I have an old MacBook white (Model 2,1 mid-late 2007) which won't upgrade beyond Snow Leopard (OS X 10.6). I have previously installed Debian with a dual boot by using rEFIt and booting from a DVD disk, but the DVD drive doesn't seem to reliably read disks anymore
I would like to install Debian or BSD on this MacBook, either as a dual boot, or as the single OS -- alternatively, any current linux distro or even Windows 10 would do.
I have tried a few things, all without success. For the record:
- Burn .iso (or .cdr) image to DVD (Mac won't read disk)
- Create a live Debian USB (with MBR partition) with rEFIt
- Create live Debian USB with Mac Linux USB Loader (will boot on newer Macs, but not on MacBook2,1)
I've seen something about manually putting a GPT table on the USB drive, or creating a separate EFI partition, but since it's more technical and time consuming I didn't get around to it.

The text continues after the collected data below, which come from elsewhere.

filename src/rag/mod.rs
pub mod client;

pub use client::RagClient;

use serde::{Deserialize, Serialize};

#[derive(Debug, Serialize, Deserialize, Clone)]
pub struct AskRequest {
    pub question: String,
}

/// Multipart field name the RAG server reads the document from.
pub const UPLOAD_FIELD: &str = "pdfs";

#[derive(Debug, thiserror::Error)]
pub enum RagError {
    #[error("HTTP error: {0}")]
    Http(#[from] reqwest::Error),
    #[error("RAG server returned status {status}")]
    Status { status: u16 },
    #[error("Parse error: {0}")]
    Parse(String),
}

impl Serialize for RagError {
    fn serialize<S>(&self, serializer: S) -> Result<S::Ok, S::Error>
    where
        S: serde::Serializer,
    {
        serializer.serialize_str(&self.to_string())
    }
}

/// Pull the answer text out of an `/ask` response body.
///
/// Anything other than a non-empty `answer` string counts as "no answer".
pub fn extract_answer(body: &serde_json::Value) -> Option<String> {
    body.get("answer")
        .and_then(|a| a.as_str())
        .filter(|a| !a.is_empty())
        .map(str::to_string)
}
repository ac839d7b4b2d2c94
fn main() {
    #[cfg(feature = "desktop")]
    tauri_build::build();
}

Main question: is there a reliable way to boot and install Linux, BSD, Windows (anything not OS X)?
Bonus points for running the OS live from the USB -- since after 10 years HD may fail some time soon.
Thanks for helping with recycling an old friend and protecting the environment.
EDIT: both replies, as well as all HOWTOs I could find operate under the assumption that I should be able to hold 'opt' on boot and choose the USB stick. That's not what happens when I have BSD or Linux there, but I am able to choose a USB stick with Mac OS X and install from it. So the question becomes, what is the difference that prevents that from being done with Linux/BSD?